ALLEN STEWART: And one of the ways you do that is by standardizing higher up in the stack. When developers are building these applications, this SLA model is composed with the application.

STEVE BOURNE: One of the things that I have heard from the NANOGd guys (North American Network Operators Group) is that you are nuts if you're running your desktop in a non-virtual-machine environment and visiting random Web sites. So my question is do you see security on the desktop as a model?

SIMON CROSBY: Yes. There are two layers of virtualization that are useful there. One is the isolation between applications and OSs, where applications are streamed to desktops. The other is having separate VMs for different contexts—a VM for a user's personal context, which can be thrown away and restarted again, and another VM for their corporate work.

People like me want applications to work on an airplane. Another category of user is the task worker. I think there's a ton of different technologies that could provide viable solutions but I think it's too early to comprehensively understand which ones apply to specific user categories.

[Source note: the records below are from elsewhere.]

// src/lib.rs
//
// Module declarations and router assembly. The router is built from an
// AppState so the integration tests can drive it in-process over the
// in-memory backend.

use axum::{
    middleware as axum_middleware,
    routing::{get, post, put},
    Json, Router,
};
use utoipa::OpenApi;

pub mod blob;
pub mod common;
pub mod config;
pub mod db;
pub mod docs;
pub mod handlers;
pub mod middleware;
pub mod models;
pub mod services;

use crate::config::AppState;
use crate::middleware::auth::auth_guard;

pub fn build_router(app_state: AppState) -> Router {
    let guarded_routes = Router::new()
        .route("/me", get(handlers::auth::get_me))
        .layer(axum_middleware::from_fn_with_state(
            app_state.clone(),
            auth_guard,
        ));

    Router::new()
        .route("/health", get(|| async { "OK" }))
        .route("/api-docs/openapi.json", get(openapi_json))
        // Auth
        .route("/signup", post(handlers::auth::signup))
        .route("/signin", post(handlers::auth::signin))
        .route("/client-signin", post(handlers::auth::client_signin))
        // Buildings
        .route(
            "/buildings",
            post(handlers::buildings::create_building).get(handlers::buildings::list_buildings),
        )
        .route(
            "/buildings/{id}",
            get(handlers::buildings::get_building)
                .put(handlers::buildings::update_building)
                .delete(handlers::buildings::delete_building),
        )
        // Clients
        .route(
            "/clients",
            post(handlers::clients::create_client).get(handlers::clients::list_clients),
        )
        .route(
            "/clients/{id}",
            get(handlers::clients::get_client)
                .put(handlers::clients::update_client)
                .delete(handlers::clients::delete_client),
        )
        .route(
            "/clients/code/{code}",
            get(handlers::clients::get_client_by_code),
        )
        .route(
            "/clients/{id}/generate_login",
            put(handlers::clients::generate_login),
        )
        // Assignments
        .route(
            "/clients/{id}/properties",
            post(handlers::clients::assign_property),
        )
        .route(
            "/clients/{id}/properties/{property_id}",
            axum::routing::delete(handlers::clients::unassign_property),
        )
        .route(
            "/clients/{id}/properties/{property_id}/comment",
            put(handlers::clients::update_assignment),
        )
        // Properties
        .route(
            "/properties",
            post(handlers::properties::create_property).get(handlers::properties::list_properties),
        )
        .route(
            "/properties/{id}",
            get(handlers::properties::get_property)
                .put(handlers::properties::update_property)
                .delete(handlers::properties::delete_property),
        )
        .route(
            "/properties/bulk",
            post(handlers::properties::bulk_create_properties),
        )
        .route("/upload", post(handlers::properties::upload_photo))
        .merge(guarded_routes)
        .with_state(app_state)
}

async fn openapi_json() -> Json<utoipa::openapi::OpenApi> {
    Json(docs::ApiDoc::openapi())
}
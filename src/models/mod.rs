pub mod assignment;
pub mod auth;
pub mod building;
pub mod client;
pub mod property;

GUSTAV: I think you will see the browser itself evolve into a VM architecture. Ultimately the browser will offer the option of either resetting or keeping state.

SIMON CROSBY: That's absolutely wrong. If your browser is attacked and the OS is compromised you're done for.

GUSTAV: What I'm suggesting is that the browser captures the changes made during the session and, post session, gives the user the option of making those changes go away. This amounts to having an embedded hypervisor in the browser and presenting the user with the option of maintaining or erasing state upon exit.

SIMON CROSBY: And you know what? It wrote to the hard disk. No matter what that application does, I will go to the hard disk and find it. This is one of the first security flaws Amazon found with EC2. Reset at the application level is ineffective, because if I can get to the hard disk, I will find stuff anyway. People see that information goes to the hard disk and will look to see what is there.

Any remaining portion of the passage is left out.